** TASK DESCRIPTION **
Each entry that follows needs to be written out exactly, with nothing left out.

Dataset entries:

......

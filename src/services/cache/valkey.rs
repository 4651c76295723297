use async_trait::async_trait;
use std::time::Duration;

use crate::services::cache::client::{CacheClient, CacheError, CacheResult};

/// Valkey/Redis-backed cache client.
///
/// Shares cached realm keys between replicas. Only `GET`, `SET EX` and `DEL` are needed.
#[derive(Clone)]
pub struct ValkeyClient {
    manager: redis::aio::ConnectionManager,
}

impl std::fmt::Debug for ValkeyClient {
    fn fmt(&self, f: &mut std::fmt::Formatter<'_>) -> std::fmt::Result {
        f.debug_struct("ValkeyClient").finish_non_exhaustive()
    }
}

impl ValkeyClient {
    // Create a Valkey client from a URL like `redis://localhost:6379`
    pub async fn new(url: &str) -> Result<Self, CacheError> {
        let client =
            redis::Client::open(url).map_err(|e| CacheError::BackendConnection(e.to_string()))?;

        let manager = client
            .get_connection_manager()
            .await
            .map_err(|e| CacheError::BackendConnection(e.to_string()))?;

        Ok(Self { manager })
    }
}

#[async_trait]
impl CacheClient for ValkeyClient {
    fn backend_name(&self) -> &'static str {
        "valkey"
    }

    async fn get_string(&self, key: &str) -> CacheResult<Option<String>> {
        let mut conn = self.manager.clone();

        let resp: Option<String> = redis::cmd("GET")
            .arg(key)
            .query_async(&mut conn)
            .await
            .map_err(|e| CacheError::BackendCommand(e.to_string()))?;

        Ok(resp)
    }

    async fn set_with_ttl(&self, key: &str, value: &str, ttl: Duration) -> CacheResult<()> {
        let mut conn = self.manager.clone();

        // EX expects integer seconds; clamp to at least 1 sec.
        let ttl_seconds: u64 = ttl.as_secs().max(1);

        let _: Option<String> = redis::cmd("SET")
            .arg(key)
            .arg(value)
            .arg("EX")
            .arg(ttl_seconds)
            .query_async(&mut conn)
            .await
            .map_err(|e| CacheError::BackendCommand(e.to_string()))?;

        Ok(())
    }

    async fn del(&self, key: &str) -> CacheResult<u64> {
        let mut conn = self.manager.clone();

        let n: u64 = redis::cmd("DEL")
            .arg(key)
            .query_async(&mut conn)
            .await
            .map_err(|e| CacheError::BackendCommand(e.to_string()))?;

        Ok(n)
    }
}
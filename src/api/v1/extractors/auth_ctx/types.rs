/*
 * Responsibility
 * - The "authorized context" type visible to handlers
 * - The middleware verifies and stores it in request extensions; handlers only receive this type
 */

use crate::services::auth::RoleSet;

/// Context attached to an authorized request.
///
/// - `roles` is the full role set found in the token, not only the role the gate checked,
///   so handlers can branch on finer distinctions.
#[derive(Debug, Clone)]
pub struct AuthCtx {
    pub roles: RoleSet,
}

impl AuthCtx {
    pub fn new(roles: RoleSet) -> Self {
        Self { roles }
    }
}
use thiserror::Error;

/// Transport-agnostic classification of an authorization failure.
///
/// The HTTP boundary maps this to a status code; nothing below it knows about HTTP.
#[derive(Debug, Clone, Copy, PartialEq, Eq)]
pub enum FailureClass {
    /// The caller must (re-)authenticate.
    Unauthenticated,
    /// The caller is authenticated but lacks privilege.
    Forbidden,
    /// The trust root (identity provider) is unreachable.
    Unavailable,
}

/// Every way an authorization check can fail. Each variant is terminal for the request.
#[derive(Debug, Clone, Error, PartialEq, Eq)]
pub enum AuthError {
    #[error("missing Authorization header")]
    MissingHeader,

    #[error("malformed Authorization header (expected '<scheme> <token>')")]
    MalformedHeader,

    #[error("unsupported authorization scheme (expected Bearer)")]
    UnsupportedScheme,

    #[error("invalid token: {0}")]
    InvalidToken(String),

    #[error("identity provider public key unavailable: {0}")]
    KeyUnavailable(String),

    #[error("forbidden: {0}")]
    Forbidden(String),
}

impl AuthError {
    pub fn class(&self) -> FailureClass {
        match self {
            Self::MissingHeader
            | Self::MalformedHeader
            | Self::UnsupportedScheme
            | Self::InvalidToken(_) => FailureClass::Unauthenticated,
            Self::Forbidden(_) => FailureClass::Forbidden,
            Self::KeyUnavailable(_) => FailureClass::Unavailable,
        }
    }
}

impl From<jsonwebtoken::errors::Error> for AuthError {
    fn from(e: jsonwebtoken::errors::Error) -> Self {
        Self::InvalidToken(e.to_string())
    }
}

......

** YOUR RESPONSE **
filename src/services/cache/valkey.rs
repository 4651c76295723297
use async_trait::async_trait;
use std::time::Duration;

use crate::services::cache::client::{CacheClient, CacheError, CacheResult};

/// Valkey/Redis-backed cache client.
///
/// Shares cached realm keys between replicas. Only `GET`, `SET EX` and `DEL` are needed.
#[derive(Clone)]
pub struct ValkeyClient {
    manager: redis::aio::ConnectionManager,
}

impl std::fmt::Debug for ValkeyClient {
    fn fmt(&self, f: &mut std::fmt::Formatter<'_>) -> std::fmt::Result {
        f.debug_struct("ValkeyClient").finish_non_exhaustive()
    }
}

impl ValkeyClient {
    // Create a Valkey client from a URL like `redis://localhost:6379`
    pub async fn new(url: &str) -> Result<Self, CacheError> {
        let client =
            redis::Client::open(url).map_err(|e| CacheError::BackendConnection(e.to_string()))?;

        let manager = client
            .get_connection_manager()
            .await
            .map_err(|e| CacheError::BackendConnection(e.to_string()))?;

        Ok(Self { manager })
    }
}

#[async_trait]
impl CacheClient for ValkeyClient {
    fn backend_name(&self) -> &'static str {
        "valkey"
    }

    async fn get_string(&self, key: &str) -> CacheResult<Option<String>> {
        let mut conn = self.manager.clone();

        let resp: Option<String> = redis::cmd("GET")
            .arg(key)
            .query_async(&mut conn)
            .await
            .map_err(|e| CacheError::BackendCommand(e.to_string()))?;

        Ok(resp)
    }

    async fn set_with_ttl(&self, key: &str, value: &str, ttl: Duration) -> CacheResult<()> {
        let mut conn = self.manager.clone();

        // EX expects integer seconds; clamp to at least 1 sec.
        let ttl_seconds: u64 = ttl.as_secs().max(1);

        let _: Option<String> = redis::cmd("SET")
            .arg(key)
            .arg(value)
            .arg("EX")
            .arg(ttl_seconds)
            .query_async(&mut conn)
            .await
            .map_err(|e| CacheError::BackendCommand(e.to_string()))?;

        Ok(())
    }

    async fn del(&self, key: &str) -> CacheResult<u64> {
        let mut conn = self.manager.clone();

        let n: u64 = redis::cmd("DEL")
            .arg(key)
            .query_async(&mut conn)
            .await
            .map_err(|e| CacheError::BackendCommand(e.to_string()))?;

        Ok(n)
    }
}
filename src/api/v1/extractors/auth_ctx/types.rs
/*
 * Responsibility
 * - The "authorized context" type visible to handlers
 * - The middleware verifies and stores it in request extensions; handlers only receive this type
 */

use crate::services::auth::RoleSet;

/// Context attached to an authorized request.
///
/// - `roles` is the full role set found in the token, not only the role the gate checked,
///   so handlers can branch on finer distinctions.
#[derive(Debug, Clone)]
pub struct AuthCtx {
    pub roles: RoleSet,
}

impl AuthCtx {
    pub fn new(roles: RoleSet) -> Self {
        Self { roles }
    }
}
use thiserror::Error;

/// Transport-agnostic classification of an authorization failure.
///
/// The HTTP boundary maps this to a status code; nothing below it knows about HTTP.
#[derive(Debug, Clone, Copy, PartialEq, Eq)]
pub enum FailureClass {
    /// The caller must (re-)authenticate.
    Unauthenticated,
    /// The caller is authenticated but lacks privilege.
    Forbidden,
    /// The trust root (identity provider) is unreachable.
    Unavailable,
}

/// Every way an authorization check can fail. Each variant is terminal for the request.
#[derive(Debug, Clone, Error, PartialEq, Eq)]
pub enum AuthError {
    #[error("missing Authorization header")]
    MissingHeader,

    #[error("malformed Authorization header (expected '<scheme> <token>')")]
    MalformedHeader,

    #[error("unsupported authorization scheme (expected Bearer)")]
    UnsupportedScheme,

    #[error("invalid token: {0}")]
    InvalidToken(String),

    #[error("identity provider public key unavailable: {0}")]
    KeyUnavailable(String),

    #[error("forbidden: {0}")]
    Forbidden(String),
}

impl AuthError {
    pub fn class(&self) -> FailureClass {
        match self {
            Self::MissingHeader
            | Self::MalformedHeader
            | Self::UnsupportedScheme
            | Self::InvalidToken(_) => FailureClass::Unauthenticated,
            Self::Forbidden(_) => FailureClass::Forbidden,
            Self::KeyUnavailable(_) => FailureClass::Unavailable,
        }
    }
}

impl From<jsonwebtoken::errors::Error> for AuthError {
    fn from(e: jsonwebtoken::errors::Error) -> Self {
        Self::InvalidToken(e.to_string())
    }
}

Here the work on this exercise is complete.